Work through the data below line by line and say how many lines hold "first"; give only the number.

Collected data:
──────
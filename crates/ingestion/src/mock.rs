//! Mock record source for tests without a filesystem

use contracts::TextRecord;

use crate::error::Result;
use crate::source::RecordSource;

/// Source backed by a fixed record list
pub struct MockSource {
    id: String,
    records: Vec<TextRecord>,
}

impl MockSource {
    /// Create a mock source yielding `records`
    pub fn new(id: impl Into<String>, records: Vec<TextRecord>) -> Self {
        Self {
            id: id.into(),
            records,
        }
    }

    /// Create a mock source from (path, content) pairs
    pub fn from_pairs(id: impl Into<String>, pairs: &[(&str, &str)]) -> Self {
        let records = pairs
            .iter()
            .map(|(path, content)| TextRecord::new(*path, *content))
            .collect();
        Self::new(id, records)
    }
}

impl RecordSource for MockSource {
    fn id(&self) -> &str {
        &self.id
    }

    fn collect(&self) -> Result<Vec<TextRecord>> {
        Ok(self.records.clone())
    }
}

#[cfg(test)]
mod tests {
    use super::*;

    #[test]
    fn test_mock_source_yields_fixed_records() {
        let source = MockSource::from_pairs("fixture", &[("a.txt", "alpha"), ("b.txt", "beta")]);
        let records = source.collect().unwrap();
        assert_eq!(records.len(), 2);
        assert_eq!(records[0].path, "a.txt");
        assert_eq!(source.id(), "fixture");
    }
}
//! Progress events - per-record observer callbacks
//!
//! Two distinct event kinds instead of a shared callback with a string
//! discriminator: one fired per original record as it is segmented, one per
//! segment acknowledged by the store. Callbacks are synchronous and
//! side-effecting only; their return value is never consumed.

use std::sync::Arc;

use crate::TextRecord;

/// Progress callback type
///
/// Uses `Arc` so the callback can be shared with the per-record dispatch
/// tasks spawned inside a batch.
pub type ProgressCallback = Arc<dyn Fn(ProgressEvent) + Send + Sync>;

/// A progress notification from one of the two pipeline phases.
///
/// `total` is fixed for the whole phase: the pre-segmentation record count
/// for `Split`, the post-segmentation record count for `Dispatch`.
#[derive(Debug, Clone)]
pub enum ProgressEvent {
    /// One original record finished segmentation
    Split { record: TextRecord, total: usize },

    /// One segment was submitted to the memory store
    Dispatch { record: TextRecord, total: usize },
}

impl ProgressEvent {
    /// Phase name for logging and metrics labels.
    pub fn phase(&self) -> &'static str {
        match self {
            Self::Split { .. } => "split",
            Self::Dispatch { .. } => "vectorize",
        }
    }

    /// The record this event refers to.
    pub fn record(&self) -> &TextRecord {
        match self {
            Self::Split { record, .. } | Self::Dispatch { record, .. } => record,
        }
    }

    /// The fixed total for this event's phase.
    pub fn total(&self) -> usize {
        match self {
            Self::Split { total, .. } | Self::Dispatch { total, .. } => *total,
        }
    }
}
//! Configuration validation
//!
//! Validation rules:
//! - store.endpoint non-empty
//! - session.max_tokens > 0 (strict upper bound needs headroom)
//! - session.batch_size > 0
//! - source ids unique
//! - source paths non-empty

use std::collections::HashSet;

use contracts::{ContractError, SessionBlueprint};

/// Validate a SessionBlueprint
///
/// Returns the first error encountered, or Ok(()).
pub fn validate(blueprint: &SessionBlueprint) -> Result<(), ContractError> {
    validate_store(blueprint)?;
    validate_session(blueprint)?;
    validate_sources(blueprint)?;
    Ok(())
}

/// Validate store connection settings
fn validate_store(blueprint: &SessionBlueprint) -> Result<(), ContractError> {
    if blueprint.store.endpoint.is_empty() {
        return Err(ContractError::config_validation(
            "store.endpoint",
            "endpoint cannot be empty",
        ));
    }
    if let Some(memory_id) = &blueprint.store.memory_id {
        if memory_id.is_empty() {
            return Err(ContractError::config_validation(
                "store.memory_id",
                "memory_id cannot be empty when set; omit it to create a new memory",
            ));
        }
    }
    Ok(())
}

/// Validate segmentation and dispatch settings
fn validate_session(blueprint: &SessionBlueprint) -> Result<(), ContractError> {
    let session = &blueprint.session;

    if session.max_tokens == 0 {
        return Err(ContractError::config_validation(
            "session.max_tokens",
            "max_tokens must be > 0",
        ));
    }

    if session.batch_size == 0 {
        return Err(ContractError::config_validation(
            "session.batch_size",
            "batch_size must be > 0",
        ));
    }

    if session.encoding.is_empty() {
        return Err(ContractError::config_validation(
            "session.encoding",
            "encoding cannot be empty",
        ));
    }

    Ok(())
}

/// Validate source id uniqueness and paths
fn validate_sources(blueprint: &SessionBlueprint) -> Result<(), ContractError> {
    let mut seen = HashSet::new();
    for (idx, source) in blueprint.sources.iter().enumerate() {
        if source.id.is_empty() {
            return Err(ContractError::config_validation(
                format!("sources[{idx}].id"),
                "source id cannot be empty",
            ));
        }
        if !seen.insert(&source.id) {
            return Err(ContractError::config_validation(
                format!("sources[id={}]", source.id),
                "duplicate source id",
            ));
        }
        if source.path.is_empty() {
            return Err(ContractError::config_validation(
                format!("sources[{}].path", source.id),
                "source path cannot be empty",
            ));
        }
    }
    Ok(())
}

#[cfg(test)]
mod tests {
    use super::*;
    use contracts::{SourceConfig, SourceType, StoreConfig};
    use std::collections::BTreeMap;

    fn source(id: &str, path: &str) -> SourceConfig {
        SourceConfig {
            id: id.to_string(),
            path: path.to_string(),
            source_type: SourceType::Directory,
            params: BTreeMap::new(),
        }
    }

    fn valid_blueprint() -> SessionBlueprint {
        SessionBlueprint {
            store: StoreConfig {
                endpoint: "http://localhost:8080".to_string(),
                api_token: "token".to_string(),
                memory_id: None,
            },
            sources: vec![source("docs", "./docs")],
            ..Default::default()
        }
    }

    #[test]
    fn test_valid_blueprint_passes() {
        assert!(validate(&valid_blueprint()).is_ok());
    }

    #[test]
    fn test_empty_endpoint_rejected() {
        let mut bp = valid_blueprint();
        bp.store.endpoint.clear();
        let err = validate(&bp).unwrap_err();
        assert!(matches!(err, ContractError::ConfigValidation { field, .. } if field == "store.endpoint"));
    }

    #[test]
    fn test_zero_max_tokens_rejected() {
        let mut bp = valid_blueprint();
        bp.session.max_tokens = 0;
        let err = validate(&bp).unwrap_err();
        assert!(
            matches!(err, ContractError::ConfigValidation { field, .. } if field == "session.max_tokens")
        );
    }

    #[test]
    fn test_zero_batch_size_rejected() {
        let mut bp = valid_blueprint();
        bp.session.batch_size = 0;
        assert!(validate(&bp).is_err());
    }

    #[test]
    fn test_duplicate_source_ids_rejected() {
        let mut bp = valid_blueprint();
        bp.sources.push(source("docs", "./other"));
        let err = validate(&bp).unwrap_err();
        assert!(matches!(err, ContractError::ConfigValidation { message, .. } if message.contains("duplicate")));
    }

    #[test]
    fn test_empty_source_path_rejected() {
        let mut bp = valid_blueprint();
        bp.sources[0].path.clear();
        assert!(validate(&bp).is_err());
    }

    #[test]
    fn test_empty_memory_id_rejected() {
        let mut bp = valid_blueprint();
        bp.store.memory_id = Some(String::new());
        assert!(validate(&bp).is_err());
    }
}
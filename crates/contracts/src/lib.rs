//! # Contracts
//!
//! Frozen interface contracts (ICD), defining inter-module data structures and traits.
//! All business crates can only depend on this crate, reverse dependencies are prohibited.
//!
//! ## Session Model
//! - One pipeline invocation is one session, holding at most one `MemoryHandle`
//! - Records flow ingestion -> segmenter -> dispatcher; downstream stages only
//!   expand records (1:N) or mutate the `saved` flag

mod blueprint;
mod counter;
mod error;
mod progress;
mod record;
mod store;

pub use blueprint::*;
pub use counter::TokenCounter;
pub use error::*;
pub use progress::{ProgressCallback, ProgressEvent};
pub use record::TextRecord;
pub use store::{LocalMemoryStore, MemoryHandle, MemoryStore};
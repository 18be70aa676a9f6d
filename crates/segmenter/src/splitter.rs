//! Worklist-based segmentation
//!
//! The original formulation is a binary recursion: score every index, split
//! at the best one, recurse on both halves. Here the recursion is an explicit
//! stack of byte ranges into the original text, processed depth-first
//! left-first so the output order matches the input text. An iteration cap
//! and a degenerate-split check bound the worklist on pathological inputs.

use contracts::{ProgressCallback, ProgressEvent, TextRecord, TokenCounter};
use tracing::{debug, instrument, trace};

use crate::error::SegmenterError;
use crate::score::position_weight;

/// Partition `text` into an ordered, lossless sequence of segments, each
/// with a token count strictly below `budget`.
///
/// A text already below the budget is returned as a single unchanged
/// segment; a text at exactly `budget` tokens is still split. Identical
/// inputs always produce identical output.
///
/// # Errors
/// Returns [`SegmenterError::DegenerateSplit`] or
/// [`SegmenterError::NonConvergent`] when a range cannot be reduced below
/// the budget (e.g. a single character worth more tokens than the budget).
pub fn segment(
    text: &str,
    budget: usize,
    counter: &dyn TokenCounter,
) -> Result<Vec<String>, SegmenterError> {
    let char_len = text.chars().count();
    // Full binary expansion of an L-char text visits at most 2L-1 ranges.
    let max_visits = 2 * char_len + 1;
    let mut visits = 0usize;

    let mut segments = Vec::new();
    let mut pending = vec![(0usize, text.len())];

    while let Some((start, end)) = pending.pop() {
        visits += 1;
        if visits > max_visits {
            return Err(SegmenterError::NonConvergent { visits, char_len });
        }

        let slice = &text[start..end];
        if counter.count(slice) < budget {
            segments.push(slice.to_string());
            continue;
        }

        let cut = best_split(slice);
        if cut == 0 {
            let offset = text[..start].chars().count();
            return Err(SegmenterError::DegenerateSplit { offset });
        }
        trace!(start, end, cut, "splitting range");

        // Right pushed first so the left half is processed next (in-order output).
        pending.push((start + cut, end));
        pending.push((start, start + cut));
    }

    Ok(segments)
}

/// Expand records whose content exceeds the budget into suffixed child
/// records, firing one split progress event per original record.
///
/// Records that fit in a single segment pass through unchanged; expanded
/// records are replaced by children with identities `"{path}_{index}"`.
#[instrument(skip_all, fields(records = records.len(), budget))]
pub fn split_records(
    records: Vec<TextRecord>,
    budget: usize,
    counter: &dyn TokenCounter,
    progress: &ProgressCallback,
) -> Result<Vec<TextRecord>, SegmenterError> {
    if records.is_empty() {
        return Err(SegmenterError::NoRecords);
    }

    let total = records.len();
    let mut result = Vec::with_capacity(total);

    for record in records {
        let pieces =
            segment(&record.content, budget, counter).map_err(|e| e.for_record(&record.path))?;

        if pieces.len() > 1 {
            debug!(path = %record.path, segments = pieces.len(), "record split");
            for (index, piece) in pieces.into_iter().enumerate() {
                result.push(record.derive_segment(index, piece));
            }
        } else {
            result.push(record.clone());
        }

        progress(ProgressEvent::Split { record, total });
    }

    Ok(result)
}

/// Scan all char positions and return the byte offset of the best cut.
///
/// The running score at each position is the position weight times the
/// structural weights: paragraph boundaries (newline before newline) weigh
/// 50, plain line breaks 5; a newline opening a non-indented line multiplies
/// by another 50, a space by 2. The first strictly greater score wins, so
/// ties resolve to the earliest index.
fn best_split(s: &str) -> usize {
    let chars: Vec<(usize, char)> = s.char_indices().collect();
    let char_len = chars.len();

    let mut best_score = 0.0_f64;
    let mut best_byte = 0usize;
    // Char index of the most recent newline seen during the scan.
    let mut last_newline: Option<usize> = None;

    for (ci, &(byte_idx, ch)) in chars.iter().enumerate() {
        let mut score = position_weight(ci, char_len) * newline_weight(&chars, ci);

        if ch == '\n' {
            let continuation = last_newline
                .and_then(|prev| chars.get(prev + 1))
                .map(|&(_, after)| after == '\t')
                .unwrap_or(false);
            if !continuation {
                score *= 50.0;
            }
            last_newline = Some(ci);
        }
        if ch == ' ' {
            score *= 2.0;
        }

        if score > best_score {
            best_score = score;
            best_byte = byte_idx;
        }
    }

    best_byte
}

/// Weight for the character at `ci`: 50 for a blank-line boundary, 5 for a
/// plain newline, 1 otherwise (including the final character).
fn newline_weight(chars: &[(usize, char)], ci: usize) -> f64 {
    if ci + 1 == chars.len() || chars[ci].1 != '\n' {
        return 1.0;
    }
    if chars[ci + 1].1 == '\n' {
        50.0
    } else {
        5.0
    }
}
──────
> **Output below**: 5